Otto Preminger’s directorial class is all over Anatomy of a Murder. At 160 minutes, it should be a long watch but it never feels that way. The movie glides along from scene to scene as Duke Ellingtons jazzy score spirals in the background. The soft charm, cutting humour, and darker themes of jealousy and vengeance are seamlessly realised and, at all times, they are working towards the same end. The acting is pitch perfect from all concerned with Stewart and Gazzara excelling in parts that were fully complemented by their own unique charm and charisma.

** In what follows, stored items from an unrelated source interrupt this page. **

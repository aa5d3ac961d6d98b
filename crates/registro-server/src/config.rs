//! Process configuration, read once at startup.
//!
//! Sources, lowest precedence first: built-in defaults, the optional TOML
//! file, `REGISTRO_*` environment variables, then the bare `DATABASE_URL`
//! and `NODE_ENV` variables that existing deployments already set.

use std::{
  path::{Path, PathBuf},
  time::Duration,
};

use config::{Config, ConfigError, Environment, File};
use registro_schema::{AdminSeed, IdentifierGenerator, RandomCandidates};
use registro_store_postgres::PostgresSettings;
use registro_store_sqlite::SqliteSettings;
use serde::Deserialize;

#[derive(Debug, Clone, Deserialize)]
pub struct ServerConfig {
  pub host:                    String,
  pub port:                    u16,
  /// `production` selects PostgreSQL when a database URL is configured.
  pub node_env:                String,
  pub database_url:            Option<String>,
  pub sqlite_path:             PathBuf,
  pub statement_timeout_ms:    u64,
  pub pool_max_size:           usize,
  pub identifier_max_attempts: u32,
  pub admin_name:              String,
  pub admin_email:             String,
  pub admin_password:          String,
  /// Refuse to become ready unless every migration step succeeded.
  pub require_clean_migration: bool,
}

/// Values of the unprefixed variables honoured for compatibility.
#[derive(Debug, Clone, Default)]
pub struct LegacyEnv {
  pub database_url: Option<String>,
  pub node_env:     Option<String>,
}

impl LegacyEnv {
  pub fn from_process() -> Self {
    Self {
      database_url: std::env::var("DATABASE_URL").ok().filter(|v| !v.is_empty()),
      node_env:     std::env::var("NODE_ENV").ok().filter(|v| !v.is_empty()),
    }
  }
}

/// Which backend the process runs against.
#[derive(Debug, Clone, Copy, PartialEq, Eq)]
pub enum Backend<'a> {
  Postgres { url: &'a str },
  Sqlite { path: &'a Path },
}

impl ServerConfig {
  pub fn load(path: &Path, legacy: LegacyEnv) -> Result<Self, ConfigError> {
    let seed = AdminSeed::default();
    let mut builder = Config::builder()
      .set_default("host", "0.0.0.0")?
      .set_default("port", 3000)?
      .set_default("node_env", "development")?
      .set_default("sqlite_path", "registro.db")?
      .set_default("statement_timeout_ms", 30_000)?
      .set_default("pool_max_size", 8)?
      .set_default("identifier_max_attempts", 1_000)?
      .set_default("admin_name", seed.name)?
      .set_default("admin_email", seed.email)?
      .set_default("admin_password", seed.password)?
      .set_default("require_clean_migration", false)?
      .add_source(File::from(path).required(false))
      .add_source(Environment::with_prefix("REGISTRO").try_parsing(true));

    if let Some(url) = legacy.database_url {
      builder = builder.set_override("database_url", url)?;
    }
    if let Some(env) = legacy.node_env {
      builder = builder.set_override("node_env", env)?;
    }

    builder.build()?.try_deserialize()
  }

  pub fn backend(&self) -> Backend<'_> {
    match &self.database_url {
      Some(url) if self.node_env == "production" => Backend::Postgres { url },
      _ => Backend::Sqlite { path: &self.sqlite_path },
    }
  }

  pub fn statement_timeout(&self) -> Duration { Duration::from_millis(self.statement_timeout_ms) }

  pub fn sqlite_settings(&self) -> SqliteSettings {
    SqliteSettings {
      statement_timeout: self.statement_timeout(),
      ..SqliteSettings::default()
    }
  }

  pub fn postgres_settings(&self) -> PostgresSettings {
    PostgresSettings {
      pool_max_size:     self.pool_max_size,
      statement_timeout: self.statement_timeout(),
    }
  }

  pub fn identifiers(&self) -> IdentifierGenerator {
    IdentifierGenerator::new(RandomCandidates, self.identifier_max_attempts)
  }

  pub fn admin_seed(&self) -> AdminSeed {
    AdminSeed {
      name:     self.admin_name.clone(),
      email:    self.admin_email.clone(),
      password: self.admin_password.clone(),
    }
  }

  pub fn address(&self) -> String { format!("{}:{}", self.host, self.port) }
}

#[cfg(test)]
mod tests {
  use super::*;

  fn missing_file() -> PathBuf { std::env::temp_dir().join("registro-config-does-not-exist.toml") }

  #[test]
  fn defaults_select_sqlite() {
    let cfg = ServerConfig::load(&missing_file(), LegacyEnv::default()).unwrap();
    assert_eq!(cfg.port, 3000);
    assert_eq!(cfg.identifier_max_attempts, 1_000);
    assert_eq!(cfg.statement_timeout(), Duration::from_secs(30));
    assert_eq!(cfg.admin_email, "admin@colegio.com");
    assert_eq!(cfg.backend(), Backend::Sqlite { path: Path::new("registro.db") });
  }

  #[test]
  fn production_with_url_selects_postgres() {
    let legacy = LegacyEnv {
      database_url: Some("postgres://app@db/registro".to_owned()),
      node_env:     Some("production".to_owned()),
    };
    let cfg = ServerConfig::load(&missing_file(), legacy).unwrap();
    assert_eq!(cfg.backend(), Backend::Postgres { url: "postgres://app@db/registro" });
  }

  #[test]
  fn url_outside_production_stays_on_sqlite() {
    let legacy = LegacyEnv {
      database_url: Some("postgres://app@db/registro".to_owned()),
      node_env:     None,
    };
    let cfg = ServerConfig::load(&missing_file(), legacy).unwrap();
    assert!(matches!(cfg.backend(), Backend::Sqlite { .. }));
  }

  #[test]
  fn file_values_override_defaults() {
    let path = std::env::temp_dir().join(format!("registro-config-{}.toml", std::process::id()));
    std::fs::write(
      &path,
      "port = 8081\nsqlite_path = \"/var/lib/registro/data.db\"\nrequire_clean_migration = true\n",
    )
    .unwrap();

    let cfg = ServerConfig::load(&path, LegacyEnv::default()).unwrap();
    std::fs::remove_file(&path).ok();

    assert_eq!(cfg.port, 8081);
    assert!(cfg.require_clean_migration);
    assert_eq!(cfg.sqlite_settings().statement_timeout, Duration::from_secs(30));
    assert_eq!(
      cfg.backend(),
      Backend::Sqlite { path: Path::new("/var/lib/registro/data.db") }
    );
  }
}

Remick is a delight as the mischievous party girl and Scott adds his usual commanding presence.

Wendell Mayes screenplay (adapted from John D. Voelker’s book) is of course the most powerful feature of the film and whether it be its sublime capturing of legal procedure and etiquette or its even more impressive ambiguity when it comes to Remick and Gazzara’s characters, it drives the tone of the film more than any other feature. One gets the feeling that it could have perhaps made better use of Scott’s intriguing character, although in Mayes’ defence, the story was pushing three hours as it stood and there’s not much that could have been sacrificed.

Anatomy of a Murder is a classic piece of cinema from a time when US film-makers were beginning to once again playfully examine the possible uses of the medium. The entire story plays out in a peculiar but completely satisfying manner and for that reason alone it should be seen by all film enthusiasts. The fact that it’s also a cracking legal drama merely adds to this rare quality.